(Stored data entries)
= Beginning of Section =

pub mod docking_box;
pub mod extract;
pub mod interactions;
pub mod play;
pub mod split;
pub mod summary;

use crate::error::{CliError, Result};
use dockscope::core::io::pdbqt::{DockingFile, ParsedDocking};
use dockscope::core::io::traits::load_text;
use serde::Serialize;
use std::path::Path;
use tracing::info;

pub(crate) async fn read_text(path: &Path) -> Result<String> {
    info!("Reading {:?}", path);
    load_text(path).await.map_err(|e| CliError::FileParsing {
        path: path.to_path_buf(),
        source: e.into(),
    })
}

pub(crate) async fn read_docking(path: &Path) -> Result<ParsedDocking> {
    info!("Loading docking results from {:?}", path);
    DockingFile::load(path)
        .await
        .map_err(|e| CliError::FileParsing {
            path: path.to_path_buf(),
            source: e.into(),
        })
}

/// Writes `content` to `output`, or to stdout when no path is given.
pub(crate) async fn write_text(output: Option<&Path>, content: &str) -> Result<()> {
    match output {
        Some(path) => {
            tokio::fs::write(path, content).await?;
            info!("Wrote output to {:?}", path);
        }
        None => print!("{content}"),
    }
    Ok(())
}

pub(crate) async fn write_json<T: Serialize>(output: Option<&Path>, value: &T) -> Result<()> {
    let mut json = serde_json::to_string_pretty(value)?;
    json.push('\n');
    write_text(output, &json).await
}

/// Converts a validated 1-based CLI model number into a 0-based index.
pub(crate) fn model_index(model: u64) -> Result<usize> {
    usize::try_from(model)
        .ok()
        .and_then(|m| m.checked_sub(1))
        .ok_or_else(|| CliError::Argument(format!("invalid model number: {model}")))
}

= End of Section =

**Description of the task**
Starting from the data above, filter for lines with "value" and copy each one.

**Answer box**
pub(crate) async fn write_json<T: Serialize>(output: Option<&Path>, value: &T) -> Result<()> {
    let mut json = serde_json::to_string_pretty(value)?;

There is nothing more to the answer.